A cuatro meses de asumir el poder, Donald Trump inició una de las ofensivas más agresivas contra la migración irregular en Estados Unidos, bajo el lema de restaurar el “imperio de la ley”.

Su administración implementó un sistema obligatorio de registro biométrico que exige a inmigrantes indocumentados mayores de 14 años entregar sus huellas digitales al gobierno federal.

Quienes se nieguen enfrentan multas o cárcel.
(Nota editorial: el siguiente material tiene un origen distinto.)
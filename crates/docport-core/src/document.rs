//! Uploaded documents as reported by `/files/me`.

use serde::{Deserialize, Deserializer, Serialize};
use std::fmt;
use std::path::Path;

/// Server-assigned document identifier.
///
/// The portal may send ids as JSON numbers or strings; both are kept as the
/// text that goes into `DELETE /files/{id}`.
#[derive(Debug, Clone, PartialEq, Eq, Hash, Serialize)]
#[serde(transparent)]
pub struct DocumentId(String);

impl DocumentId {
    pub fn new(raw: impl Into<String>) -> Self {
        Self(raw.into())
    }

    pub fn as_str(&self) -> &str {
        &self.0
    }
}

impl fmt::Display for DocumentId {
    fn fmt(&self, f: &mut fmt::Formatter<'_>) -> fmt::Result {
        f.write_str(&self.0)
    }
}

impl<'de> Deserialize<'de> for DocumentId {
    fn deserialize<D>(deserializer: D) -> Result<Self, D::Error>
    where
        D: Deserializer<'de>,
    {
        #[derive(Deserialize)]
        #[serde(untagged)]
        enum RawId {
            Int(i64),
            Text(String),
        }

        Ok(match RawId::deserialize(deserializer)? {
            RawId::Int(n) => DocumentId(n.to_string()),
            RawId::Text(s) => DocumentId(s),
        })
    }
}

/// A document owned by the current user.
#[derive(Debug, Clone, PartialEq, Eq, Serialize, Deserialize)]
pub struct Document {
    pub id: DocumentId,
    pub filename: String,
}

/// A local file selected for upload.
#[derive(Clone, PartialEq, Eq)]
pub struct UploadFile {
    pub filename: String,
    pub mime: String,
    pub bytes: Vec<u8>,
}

impl UploadFile {
    pub fn new(filename: impl Into<String>, mime: impl Into<String>, bytes: Vec<u8>) -> Self {
        Self {
            filename: filename.into(),
            mime: mime.into(),
            bytes,
        }
    }

    /// File name component of `path`, or `"upload"` when it has none.
    pub fn file_name_of(path: &Path) -> String {
        path.file_name()
            .and_then(|n| n.to_str())
            .unwrap_or("upload")
            .to_string()
    }
}

impl fmt::Debug for UploadFile {
    fn fmt(&self, f: &mut fmt::Formatter<'_>) -> fmt::Result {
        f.debug_struct("UploadFile")
            .field("filename", &self.filename)
            .field("mime", &self.mime)
            .field("len", &self.bytes.len())
            .finish()
    }
}

#[cfg(test)]
mod tests {
    use super::*;

    #[test]
    fn test_document_id_accepts_numbers_and_strings() {
        let docs: Vec<Document> = serde_json::from_str(
            r#"[{"id": 42, "filename": "report.pdf"},
                {"id": "b7c1", "filename": "notes.txt", "uploaded_at": "2024-01-01"}]"#,
        )
        .unwrap();

        assert_eq!(docs[0].id, DocumentId::new("42"));
        assert_eq!(docs[0].id.to_string(), "42");
        assert_eq!(docs[1].id.as_str(), "b7c1");
        assert_eq!(docs[1].filename, "notes.txt");
    }

    #[test]
    fn test_file_name_of() {
        assert_eq!(
            UploadFile::file_name_of(Path::new("/tmp/report.pdf")),
            "report.pdf"
        );
        assert_eq!(UploadFile::file_name_of(Path::new("/")), "upload");
    }
}
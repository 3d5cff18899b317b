//! Parsing REPL input into commands.

use docport_core::document::DocumentId;
use std::path::PathBuf;

/// Slash commands offered for completion, in help order.
pub const SLASH_COMMANDS: &[&str] = &[
    "/login", "/register", "/files", "/select", "/upload", "/delete", "/webhook", "/copy",
    "/history", "/lang", "/go", "/logout", "/help",
];

#[derive(Debug, Clone, PartialEq, Eq)]
pub enum Command {
    /// Submit the login or registration form.
    Login { username: String, password: String },
    /// Switch between login and registration.
    ToggleRegister,
    Files,
    Select(PathBuf),
    /// Upload the selection, selecting `path` first when given.
    Upload(Option<PathBuf>),
    Delete(DocumentId),
    Webhook,
    Copy,
    History,
    Navigate(String),
    Logout,
    Help,
    Quit,
    /// Anything that is not a command is a question.
    Ask(String),
}

impl Command {
    pub fn parse(line: &str) -> Result<Command, String> {
        let line = line.trim();
        if line == "quit" || line == "exit" {
            return Ok(Command::Quit);
        }
        if !line.starts_with('/') {
            return Ok(Command::Ask(line.to_string()));
        }

        let (name, rest) = match line.split_once(char::is_whitespace) {
            Some((name, rest)) => (name, rest.trim()),
            None => (line, ""),
        };

        match name {
            "/login" => {
                let mut parts = rest.split_whitespace();
                match (parts.next(), parts.next(), parts.next()) {
                    (Some(username), Some(password), None) => Ok(Command::Login {
                        username: username.to_string(),
                        password: password.to_string(),
                    }),
                    _ => Err("Usage: /login <username> <password>".to_string()),
                }
            }
            "/register" => Ok(Command::ToggleRegister),
            "/files" => Ok(Command::Files),
            "/select" if !rest.is_empty() => Ok(Command::Select(PathBuf::from(rest))),
            "/select" => Err("Usage: /select <path>".to_string()),
            "/upload" if rest.is_empty() => Ok(Command::Upload(None)),
            "/upload" => Ok(Command::Upload(Some(PathBuf::from(rest)))),
            "/delete" if !rest.is_empty() && !rest.contains(char::is_whitespace) => {
                Ok(Command::Delete(DocumentId::new(rest)))
            }
            "/delete" => Err("Usage: /delete <id>".to_string()),
            "/webhook" => Ok(Command::Webhook),
            "/copy" => Ok(Command::Copy),
            "/history" => Ok(Command::History),
            "/lang" if !rest.is_empty() => Ok(Command::Navigate(format!("/{}", rest))),
            "/lang" => Err("Usage: /lang <code>".to_string()),
            "/go" if !rest.is_empty() => Ok(Command::Navigate(rest.to_string())),
            "/go" => Err("Usage: /go <path>".to_string()),
            "/logout" => Ok(Command::Logout),
            "/help" => Ok(Command::Help),
            other => Err(format!("Unknown command: {}", other)),
        }
    }

    /// Whether the line may be kept in readline history.
    pub fn is_sensitive(line: &str) -> bool {
        line.trim_start().starts_with("/login")
    }
}

pub fn help_text() -> &'static str {
    "\
/login <user> <pass>  sign in (or register, see /register)
/register             switch between login and registration
/files                show your uploaded documents
/select <path>        choose a file to upload
/upload [path]        upload the selected file
/delete <id>          delete a document
/webhook              get your public webhook URL
/copy                 copy the webhook URL to the clipboard
/history              show the whole transcript again
/lang <code>          ask questions in another language
/go <path>            open a route, e.g. /go /login
/logout               sign out
quit                  exit
Anything else is sent as a question."
}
El Departamento de Seguridad Nacional (DHS) habilitó una aplicación que también permite reportar salidas voluntarias, promoviendo una especie de “autodeportación”.

El control migratorio incluye el acceso a información fiscal del Servicio de Impuestos Internos (IRS) y el uso del número de Seguro Social como herramienta de identificación migratoria.

También se firmaron acuerdos con empresas privadas para realizar inspecciones laborales sorpresivas, como ocurrió en restaurantes de Washington, donde agentes armados actuaron sin orden judicial.

El cerco se extendió a universidades. Autoridades detuvieron a líderes estudiantiles, como Mahmoud Khalil, por participar en protestas propalestinas, lo que generó críticas por prácticas similares a las del siglo XX.

Investigaciones por presunto antisemitismo derivaron en interrogatorios a empleados sobre su religión, generando alarma entre académicos y defensores de derechos civiles.

Incluso el sistema de salud fue involucrado. El secretario de Salud impulsó un registro de enfermedades, incluyendo a personas con autismo, y los Institutos Nacionales de Salud empezaron a recolectar datos médicos.

Aunque no hay pruebas de que esta información se use con fines migratorios, su cruce con otras bases de datos preocupa a organizaciones civiles.

Las medidas consolidan un entramado de vigilancia masiva que intensifica el temor entre comunidades migrantes, marcando un giro radical en la política migratoria estadounidense.